The word "LayoutError" occurs in some of the lines below; copy each of those lines.

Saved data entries

········

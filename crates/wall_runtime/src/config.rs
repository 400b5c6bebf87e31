//! Wall configuration
//!
//! # Configuration Sources (in priority order)
//!
//! 1. Environment variables: `TECHWALL_WIDTH`, `TECHWALL_HEIGHT`,
//!    `TECHWALL_PERIOD_MS`, `TECHWALL_TIMEOUT_MS`, `TECHWALL_ASSET_ROOT`
//! 2. Config file named by `TECHWALL_CONFIG`, else `techwall.toml`
//! 3. Built-in defaults
//!
//! # Example Config File
//!
//! ```toml
//! step_hz = 60
//! refresh_hz = 60
//! rearrange_period_ms = 800
//! asset_root = "public"
//!
//! [layout]
//! width = 1200
//! height = 500
//! segments = 10
//! sigma = 2.0
//!
//! [physics]
//! gravity = [0.0, 980.0]
//! ```

use crate::error::{Result, WallError};
use serde::{Deserialize, Serialize};
use std::path::{Path, PathBuf};
use std::time::Duration;
use wall_layout::LayoutConfig;
use wall_physics::PhysicsConfig;

const DEFAULT_CONFIG_FILE: &str = "techwall.toml";

/// Everything needed to run a wall
#[derive(Debug, Clone, Serialize, Deserialize)]
#[serde(default)]
pub struct WallConfig {
    pub layout: LayoutConfig,
    pub physics: PhysicsConfig,
    /// Simulation steps per second
    pub step_hz: u32,
    /// Canvas repaints per second
    pub refresh_hz: u32,
    /// Delay between rearrange batches
    pub rearrange_period_ms: u64,
    /// Bound on a single image load
    pub image_timeout_ms: u64,
    /// Extra wait before the CLI captures its screenshot
    pub settle_ms: u64,
    /// Root for relative image references
    pub asset_root: PathBuf,
    /// File the config was read from
    #[serde(skip)]
    pub config_path: Option<PathBuf>,
}

impl Default for WallConfig {
    fn default() -> Self {
        Self {
            layout: LayoutConfig::default(),
            physics: PhysicsConfig::default(),
            step_hz: 60,
            refresh_hz: 60,
            rearrange_period_ms: 800,
            image_timeout_ms: 5000,
            settle_ms: 3000,
            asset_root: PathBuf::from("."),
            config_path: None,
        }
    }
}

impl WallConfig {
    /// Load from file and environment, falling back to defaults
    pub fn load() -> Self {
        let path = std::env::var("TECHWALL_CONFIG").unwrap_or_else(|_| DEFAULT_CONFIG_FILE.to_string());

        let mut config = match Self::load_from_file(&path) {
            Ok(config) => {
                log::info!("Loaded wall config from {}", path);
                config
            }
            Err(WallError::Io(_)) => Self::default(),
            Err(e) => {
                log::warn!("Ignoring {}: {}", path, e);
                Self::default()
            }
        };

        config.apply_env(|key| std::env::var(key).ok());
        config
    }

    /// Load configuration from a TOML file
    pub fn load_from_file(path: impl AsRef<Path>) -> Result<Self> {
        let path = path.as_ref();
        let content = std::fs::read_to_string(path)?;
        let mut config = Self::from_toml_str(&content)?;
        config.config_path = Some(path.to_path_buf());
        Ok(config)
    }

    pub fn from_toml_str(content: &str) -> Result<Self> {
        let config: Self = toml::from_str(content).map_err(|e| WallError::Config(e.to_string()))?;
        config.validate()?;
        Ok(config)
    }

    /// Apply `TECHWALL_*` overrides read through `var`
    pub fn apply_env(&mut self, var: impl Fn(&str) -> Option<String>) {
        fn parsed<T: std::str::FromStr>(var: &impl Fn(&str) -> Option<String>, key: &str) -> Option<T> {
            let raw = var(key)?;
            match raw.trim().parse() {
                Ok(value) => Some(value),
                Err(_) => {
                    log::warn!("Ignoring {}={:?}: not a number", key, raw);
                    None
                }
            }
        }

        if let Some(width) = parsed(&var, "TECHWALL_WIDTH") {
            self.layout.width = width;
        }
        if let Some(height) = parsed(&var, "TECHWALL_HEIGHT") {
            self.layout.height = height;
        }
        if let Some(period) = parsed(&var, "TECHWALL_PERIOD_MS") {
            self.rearrange_period_ms = period;
        }
        if let Some(timeout) = parsed(&var, "TECHWALL_TIMEOUT_MS") {
            self.image_timeout_ms = timeout;
        }
        if let Some(root) = var("TECHWALL_ASSET_ROOT").filter(|r| !r.is_empty()) {
            self.asset_root = PathBuf::from(root);
        }
    }

    pub fn validate(&self) -> Result<()> {
        if !(self.layout.width > 0.0 && self.layout.height > 0.0) {
            return Err(WallError::Config(format!(
                "container must be non-empty, got {}x{}",
                self.layout.width, self.layout.height
            )));
        }
        if self.step_hz == 0 || self.refresh_hz == 0 {
            return Err(WallError::Config("step_hz and refresh_hz must be positive".into()));
        }
        if self.rearrange_period_ms == 0 {
            return Err(WallError::Config("rearrange_period_ms must be positive".into()));
        }
        self.physics
            .validate()
            .map_err(|e| WallError::Config(e.to_string()))
    }

    pub fn step_interval(&self) -> Duration {
        Duration::from_secs_f64(1.0 / self.step_hz.max(1) as f64)
    }

    pub fn render_interval(&self) -> Duration {
        Duration::from_secs_f64(1.0 / self.refresh_hz.max(1) as f64)
    }

    pub fn rearrange_period(&self) -> Duration {
        Duration::from_millis(self.rearrange_period_ms)
    }

    pub fn image_timeout(&self) -> Duration {
        Duration::from_millis(self.image_timeout_ms)
    }

    pub fn settle_time(&self) -> Duration {
        Duration::from_millis(self.settle_ms)
    }
}

#[cfg(test)]
mod tests {
    use super::*;
    use std::collections::HashMap;

    #[test]
    fn test_defaults() {
        let config = WallConfig::default();
        assert!(config.validate().is_ok());
        assert_eq!(config.rearrange_period(), Duration::from_millis(800));
        assert_eq!(config.image_timeout(), Duration::from_secs(5));
        assert_eq!(config.layout.width, 1200.0);
    }

    #[test]
    fn test_partial_toml() {
        let config = WallConfig::from_toml_str(
            r#"
            rearrange_period_ms = 500

            [layout]
            width = 800.0
            "#,
        )
        .unwrap();
        assert_eq!(config.rearrange_period_ms, 500);
        assert_eq!(config.layout.width, 800.0);
        assert_eq!(config.layout.height, 500.0);
        assert_eq!(config.step_hz, 60);
    }

    #[test]
    fn test_invalid_toml_is_config_error() {
        assert!(matches!(WallConfig::from_toml_str("step_hz = 0"), Err(WallError::Config(_))));
        assert!(matches!(WallConfig::from_toml_str("step_hz = ["), Err(WallError::Config(_))));
    }

    #[test]
    fn test_env_overrides() {
        let env: HashMap<&str, &str> = [
            ("TECHWALL_WIDTH", "640"),
            ("TECHWALL_PERIOD_MS", "250"),
            ("TECHWALL_TIMEOUT_MS", "soon"),
            ("TECHWALL_ASSET_ROOT", "/srv/wall"),
        ]
        .into_iter()
        .collect();

        let mut config = WallConfig::default();
        config.apply_env(|key| env.get(key).map(|v| v.to_string()));

        assert_eq!(config.layout.width, 640.0);
        assert_eq!(config.rearrange_period_ms, 250);
        assert_eq!(config.image_timeout_ms, 5000);
        assert_eq!(config.asset_root, PathBuf::from("/srv/wall"));
    }
}
//! Per-body transforms: rotation lock and rescale

use crate::config::LayoutConfig;
use crate::error::{LayoutError, Result};
use crate::registry::RegistryEntry;
use wall_physics::{PhysicsWorld, LOCKED_INERTIA};

/// Rotation state of a body
#[derive(Debug, Clone, Copy, PartialEq, Eq)]
pub enum RotationState {
    Free,
    Locked,
}

/// Current rotation state, read from the body's inertia alone
pub fn rotation_state(world: &PhysicsWorld, entry: &RegistryEntry) -> Result<RotationState> {
    if world.inertia(entry.body)? == LOCKED_INERTIA {
        Ok(RotationState::Locked)
    } else {
        Ok(RotationState::Free)
    }
}

/// Flip the rotation lock of `entry`'s body and return the new state.
///
/// Locking saves the current inertia, levels the body and installs the
/// sentinel. Unlocking puts the saved inertia back unchanged.
pub fn toggle_rotation(world: &mut PhysicsWorld, entry: &mut RegistryEntry) -> Result<RotationState> {
    let state = match rotation_state(world, entry)? {
        RotationState::Locked => {
            world.set_inertia(entry.body, entry.saved_inertia)?;
            RotationState::Free
        }
        RotationState::Free => {
            entry.saved_inertia = world.inertia(entry.body)?;
            world.set_body_angle(entry.body, 0.0)?;
            world.set_inertia(entry.body, LOCKED_INERTIA)?;
            RotationState::Locked
        }
    };
    entry.item.rotation_locked = state == RotationState::Locked;
    log::debug!("Item '{}' rotation {:?}", entry.item.name, state);
    Ok(state)
}

/// Rescale `entry`'s body to `factor` times its base geometry.
///
/// Factors outside the configured range are refused without touching the
/// body or its sprite.
pub fn set_scale(
    world: &mut PhysicsWorld,
    entry: &mut RegistryEntry,
    factor: f32,
    config: &LayoutConfig,
) -> Result<()> {
    if !(config.min_scale..=config.max_scale).contains(&factor) {
        return Err(LayoutError::ScaleRejected {
            factor,
            min: config.min_scale,
            max: config.max_scale,
        });
    }

    let previous = world.body_state(entry.body)?.scale;
    world.scale_body(entry.body, factor)?;

    // A locked body keeps the sentinel; rescale what unlocking will restore
    if rotation_state(world, entry)? == RotationState::Locked && previous > 0.0 {
        entry.saved_inertia *= (factor / previous).powi(4);
    }

    entry.sprite.set_scale(config.sprite_scale * factor);
    entry.item.scale = factor;
    Ok(())
}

········

• **Answer section**:
use crate::error::{LayoutError, Result};
        return Err(LayoutError::ScaleRejected {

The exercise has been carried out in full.